What to work on
Write out again, please, the records below from the first line to the line holding "a non-success status.", inclusive, and nothing else.

The data
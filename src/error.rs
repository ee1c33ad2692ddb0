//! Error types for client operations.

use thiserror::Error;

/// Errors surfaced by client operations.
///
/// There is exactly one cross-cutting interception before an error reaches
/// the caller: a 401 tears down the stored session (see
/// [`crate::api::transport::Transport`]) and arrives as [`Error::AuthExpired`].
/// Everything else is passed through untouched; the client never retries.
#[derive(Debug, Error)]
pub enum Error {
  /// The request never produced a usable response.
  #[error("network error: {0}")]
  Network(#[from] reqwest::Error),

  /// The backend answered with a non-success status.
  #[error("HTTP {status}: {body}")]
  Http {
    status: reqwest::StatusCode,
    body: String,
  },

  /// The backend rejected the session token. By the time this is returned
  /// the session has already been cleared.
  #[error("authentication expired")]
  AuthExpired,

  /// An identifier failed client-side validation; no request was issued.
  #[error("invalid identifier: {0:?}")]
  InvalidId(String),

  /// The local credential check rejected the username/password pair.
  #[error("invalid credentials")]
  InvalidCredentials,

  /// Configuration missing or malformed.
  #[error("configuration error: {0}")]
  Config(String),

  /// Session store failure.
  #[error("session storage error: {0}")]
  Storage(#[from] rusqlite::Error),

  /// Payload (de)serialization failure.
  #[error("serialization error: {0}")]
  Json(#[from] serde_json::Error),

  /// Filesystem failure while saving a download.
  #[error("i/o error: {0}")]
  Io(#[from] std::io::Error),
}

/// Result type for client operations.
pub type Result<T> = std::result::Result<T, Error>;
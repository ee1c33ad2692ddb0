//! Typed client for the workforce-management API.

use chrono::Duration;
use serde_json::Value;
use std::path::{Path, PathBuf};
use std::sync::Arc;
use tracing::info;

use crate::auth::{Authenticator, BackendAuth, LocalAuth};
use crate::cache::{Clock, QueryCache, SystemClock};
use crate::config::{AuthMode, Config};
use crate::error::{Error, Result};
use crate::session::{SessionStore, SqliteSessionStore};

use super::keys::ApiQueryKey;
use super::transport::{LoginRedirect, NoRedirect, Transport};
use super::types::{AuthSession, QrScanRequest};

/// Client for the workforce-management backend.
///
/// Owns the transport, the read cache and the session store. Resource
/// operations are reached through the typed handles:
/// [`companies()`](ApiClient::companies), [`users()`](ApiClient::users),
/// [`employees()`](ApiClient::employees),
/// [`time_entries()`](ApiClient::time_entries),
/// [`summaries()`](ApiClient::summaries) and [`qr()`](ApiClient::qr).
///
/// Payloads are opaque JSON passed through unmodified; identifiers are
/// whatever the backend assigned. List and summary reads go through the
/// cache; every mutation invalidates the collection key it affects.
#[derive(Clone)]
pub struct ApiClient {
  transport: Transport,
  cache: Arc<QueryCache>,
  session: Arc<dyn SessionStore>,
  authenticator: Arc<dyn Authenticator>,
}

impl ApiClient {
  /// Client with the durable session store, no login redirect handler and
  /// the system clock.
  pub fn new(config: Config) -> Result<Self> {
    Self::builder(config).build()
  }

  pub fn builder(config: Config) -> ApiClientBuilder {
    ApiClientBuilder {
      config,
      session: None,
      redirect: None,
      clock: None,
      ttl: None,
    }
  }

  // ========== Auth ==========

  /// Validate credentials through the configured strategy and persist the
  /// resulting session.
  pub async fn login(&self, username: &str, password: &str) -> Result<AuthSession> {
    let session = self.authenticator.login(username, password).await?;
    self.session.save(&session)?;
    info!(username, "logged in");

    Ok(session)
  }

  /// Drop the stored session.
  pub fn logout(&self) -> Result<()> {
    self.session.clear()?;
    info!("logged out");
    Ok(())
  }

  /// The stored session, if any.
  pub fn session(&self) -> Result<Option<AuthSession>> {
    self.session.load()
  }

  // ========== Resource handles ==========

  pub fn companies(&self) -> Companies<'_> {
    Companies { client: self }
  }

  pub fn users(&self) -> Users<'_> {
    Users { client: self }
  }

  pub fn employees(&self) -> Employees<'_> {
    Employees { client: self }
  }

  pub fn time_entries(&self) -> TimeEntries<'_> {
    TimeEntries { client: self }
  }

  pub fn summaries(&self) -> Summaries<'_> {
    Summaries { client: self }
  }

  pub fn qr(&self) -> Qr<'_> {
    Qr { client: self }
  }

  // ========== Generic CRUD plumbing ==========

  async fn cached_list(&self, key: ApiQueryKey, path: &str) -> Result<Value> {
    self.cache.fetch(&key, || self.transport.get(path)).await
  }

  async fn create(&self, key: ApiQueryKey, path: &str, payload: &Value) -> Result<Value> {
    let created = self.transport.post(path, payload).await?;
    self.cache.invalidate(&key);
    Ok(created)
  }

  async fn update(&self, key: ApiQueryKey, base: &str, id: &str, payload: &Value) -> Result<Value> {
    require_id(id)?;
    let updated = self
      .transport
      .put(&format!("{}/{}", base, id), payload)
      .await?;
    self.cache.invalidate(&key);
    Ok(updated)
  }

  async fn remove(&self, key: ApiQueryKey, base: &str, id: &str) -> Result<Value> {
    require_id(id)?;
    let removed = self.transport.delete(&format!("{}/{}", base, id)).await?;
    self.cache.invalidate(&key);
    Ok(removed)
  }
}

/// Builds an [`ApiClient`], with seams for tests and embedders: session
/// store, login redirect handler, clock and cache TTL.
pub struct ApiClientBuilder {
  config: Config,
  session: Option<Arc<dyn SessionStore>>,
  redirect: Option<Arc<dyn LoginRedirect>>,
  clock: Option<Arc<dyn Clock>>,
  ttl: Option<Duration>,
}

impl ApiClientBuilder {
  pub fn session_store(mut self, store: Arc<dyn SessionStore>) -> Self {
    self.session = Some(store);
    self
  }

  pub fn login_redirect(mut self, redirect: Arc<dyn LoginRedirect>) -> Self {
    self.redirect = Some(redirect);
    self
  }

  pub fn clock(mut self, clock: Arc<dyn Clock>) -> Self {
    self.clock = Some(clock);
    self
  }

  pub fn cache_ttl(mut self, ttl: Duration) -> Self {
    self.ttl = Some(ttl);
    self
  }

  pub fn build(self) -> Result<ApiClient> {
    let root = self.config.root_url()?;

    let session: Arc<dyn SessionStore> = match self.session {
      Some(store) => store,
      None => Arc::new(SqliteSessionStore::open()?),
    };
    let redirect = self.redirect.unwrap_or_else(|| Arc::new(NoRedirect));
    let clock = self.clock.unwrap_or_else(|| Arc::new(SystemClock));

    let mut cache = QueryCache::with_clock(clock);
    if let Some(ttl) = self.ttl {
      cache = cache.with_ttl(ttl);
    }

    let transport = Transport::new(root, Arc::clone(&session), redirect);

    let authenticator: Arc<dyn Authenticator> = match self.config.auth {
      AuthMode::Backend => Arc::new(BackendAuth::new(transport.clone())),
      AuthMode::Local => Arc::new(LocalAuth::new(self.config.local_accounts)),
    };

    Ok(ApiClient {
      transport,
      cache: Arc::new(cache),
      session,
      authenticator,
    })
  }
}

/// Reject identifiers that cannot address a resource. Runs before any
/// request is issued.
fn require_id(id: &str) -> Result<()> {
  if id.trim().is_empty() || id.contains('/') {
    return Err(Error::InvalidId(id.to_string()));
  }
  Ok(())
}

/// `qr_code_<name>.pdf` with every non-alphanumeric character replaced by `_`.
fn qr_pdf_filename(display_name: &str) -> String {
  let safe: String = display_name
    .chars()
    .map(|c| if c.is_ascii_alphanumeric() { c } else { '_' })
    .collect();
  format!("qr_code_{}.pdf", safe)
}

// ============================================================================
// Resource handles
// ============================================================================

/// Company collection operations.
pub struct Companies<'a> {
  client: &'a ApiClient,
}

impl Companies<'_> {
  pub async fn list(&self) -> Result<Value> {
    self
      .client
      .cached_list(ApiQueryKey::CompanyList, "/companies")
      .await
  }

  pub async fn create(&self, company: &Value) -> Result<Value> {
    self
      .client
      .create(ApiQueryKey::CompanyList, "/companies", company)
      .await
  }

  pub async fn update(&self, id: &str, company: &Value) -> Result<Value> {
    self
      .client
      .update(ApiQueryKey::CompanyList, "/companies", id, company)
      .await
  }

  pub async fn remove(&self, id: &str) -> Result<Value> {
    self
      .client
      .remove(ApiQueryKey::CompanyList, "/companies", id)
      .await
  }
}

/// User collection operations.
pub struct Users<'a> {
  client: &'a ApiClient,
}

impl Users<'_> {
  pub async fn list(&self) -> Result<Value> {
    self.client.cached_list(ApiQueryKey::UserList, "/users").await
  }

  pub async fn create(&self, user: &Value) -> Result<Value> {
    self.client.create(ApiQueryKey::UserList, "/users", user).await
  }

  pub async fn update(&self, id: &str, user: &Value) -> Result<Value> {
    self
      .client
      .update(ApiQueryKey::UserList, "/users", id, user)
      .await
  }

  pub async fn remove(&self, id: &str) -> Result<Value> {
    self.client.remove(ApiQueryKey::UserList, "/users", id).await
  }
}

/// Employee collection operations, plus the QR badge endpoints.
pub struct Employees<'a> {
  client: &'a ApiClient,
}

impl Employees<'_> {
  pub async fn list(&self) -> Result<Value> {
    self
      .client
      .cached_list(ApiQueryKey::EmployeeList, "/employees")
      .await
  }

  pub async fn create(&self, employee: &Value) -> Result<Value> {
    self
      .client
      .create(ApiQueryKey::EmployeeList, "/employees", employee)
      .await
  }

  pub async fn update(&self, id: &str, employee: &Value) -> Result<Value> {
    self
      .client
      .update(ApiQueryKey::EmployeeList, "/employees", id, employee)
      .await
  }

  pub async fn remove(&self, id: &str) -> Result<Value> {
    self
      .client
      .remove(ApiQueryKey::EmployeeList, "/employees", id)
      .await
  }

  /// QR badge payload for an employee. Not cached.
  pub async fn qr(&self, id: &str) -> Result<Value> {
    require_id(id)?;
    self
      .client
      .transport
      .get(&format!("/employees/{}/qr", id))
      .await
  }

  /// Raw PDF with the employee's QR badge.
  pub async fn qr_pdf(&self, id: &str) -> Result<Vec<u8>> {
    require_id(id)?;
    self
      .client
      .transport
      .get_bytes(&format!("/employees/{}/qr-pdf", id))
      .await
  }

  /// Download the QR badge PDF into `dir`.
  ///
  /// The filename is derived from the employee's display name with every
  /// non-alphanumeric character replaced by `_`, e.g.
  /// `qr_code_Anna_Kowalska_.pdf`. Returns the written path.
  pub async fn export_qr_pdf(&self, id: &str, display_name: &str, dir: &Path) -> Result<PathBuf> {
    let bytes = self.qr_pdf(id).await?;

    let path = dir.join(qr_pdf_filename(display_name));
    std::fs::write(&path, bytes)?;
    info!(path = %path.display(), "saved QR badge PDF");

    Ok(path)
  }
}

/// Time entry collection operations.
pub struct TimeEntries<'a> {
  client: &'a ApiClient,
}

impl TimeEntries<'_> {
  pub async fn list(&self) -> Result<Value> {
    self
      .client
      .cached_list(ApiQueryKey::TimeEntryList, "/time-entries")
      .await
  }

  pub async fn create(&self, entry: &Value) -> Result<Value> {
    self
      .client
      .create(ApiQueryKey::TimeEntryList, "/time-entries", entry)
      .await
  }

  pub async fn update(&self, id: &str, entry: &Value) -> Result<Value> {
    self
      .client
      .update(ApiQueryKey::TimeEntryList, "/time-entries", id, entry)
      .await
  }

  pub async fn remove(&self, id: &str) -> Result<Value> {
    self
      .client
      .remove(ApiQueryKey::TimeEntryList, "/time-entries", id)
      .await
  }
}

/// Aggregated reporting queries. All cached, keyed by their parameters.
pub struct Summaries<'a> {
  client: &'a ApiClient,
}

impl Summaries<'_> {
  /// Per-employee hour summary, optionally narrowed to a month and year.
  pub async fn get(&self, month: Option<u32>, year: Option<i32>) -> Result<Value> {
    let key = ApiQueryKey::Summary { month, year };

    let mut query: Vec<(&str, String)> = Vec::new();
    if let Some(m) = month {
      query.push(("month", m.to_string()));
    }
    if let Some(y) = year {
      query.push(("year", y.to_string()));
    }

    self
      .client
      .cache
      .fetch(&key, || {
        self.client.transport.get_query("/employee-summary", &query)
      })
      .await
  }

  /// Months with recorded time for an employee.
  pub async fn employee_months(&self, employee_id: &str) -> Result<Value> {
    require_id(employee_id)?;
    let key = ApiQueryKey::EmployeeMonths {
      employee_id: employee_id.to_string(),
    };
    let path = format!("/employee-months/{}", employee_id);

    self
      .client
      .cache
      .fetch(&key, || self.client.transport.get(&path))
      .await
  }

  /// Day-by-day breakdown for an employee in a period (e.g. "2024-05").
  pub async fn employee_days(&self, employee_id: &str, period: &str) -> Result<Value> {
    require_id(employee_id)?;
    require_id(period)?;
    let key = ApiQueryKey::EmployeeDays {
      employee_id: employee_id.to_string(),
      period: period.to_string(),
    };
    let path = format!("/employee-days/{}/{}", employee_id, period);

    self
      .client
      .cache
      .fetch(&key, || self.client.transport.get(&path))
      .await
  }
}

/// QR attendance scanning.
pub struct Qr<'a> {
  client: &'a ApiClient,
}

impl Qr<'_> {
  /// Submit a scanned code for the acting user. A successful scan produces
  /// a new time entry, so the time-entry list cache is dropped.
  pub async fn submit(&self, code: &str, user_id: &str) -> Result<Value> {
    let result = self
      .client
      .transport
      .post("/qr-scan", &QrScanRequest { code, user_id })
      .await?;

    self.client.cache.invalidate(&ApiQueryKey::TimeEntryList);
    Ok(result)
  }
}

Solution below
filename src/error.rs
repository ee1c33ad2692ddb0
//! Error types for client operations.

use thiserror::Error;

/// Errors surfaced by client operations.
///
/// There is exactly one cross-cutting interception before an error reaches
/// the caller: a 401 tears down the stored session (see
/// [`crate::api::transport::Transport`]) and arrives as [`Error::AuthExpired`].
/// Everything else is passed through untouched; the client never retries.
#[derive(Debug, Error)]
pub enum Error {
  /// The request never produced a usable response.
  #[error("network error: {0}")]
  Network(#[from] reqwest::Error),

  /// The backend answered with a non-success status.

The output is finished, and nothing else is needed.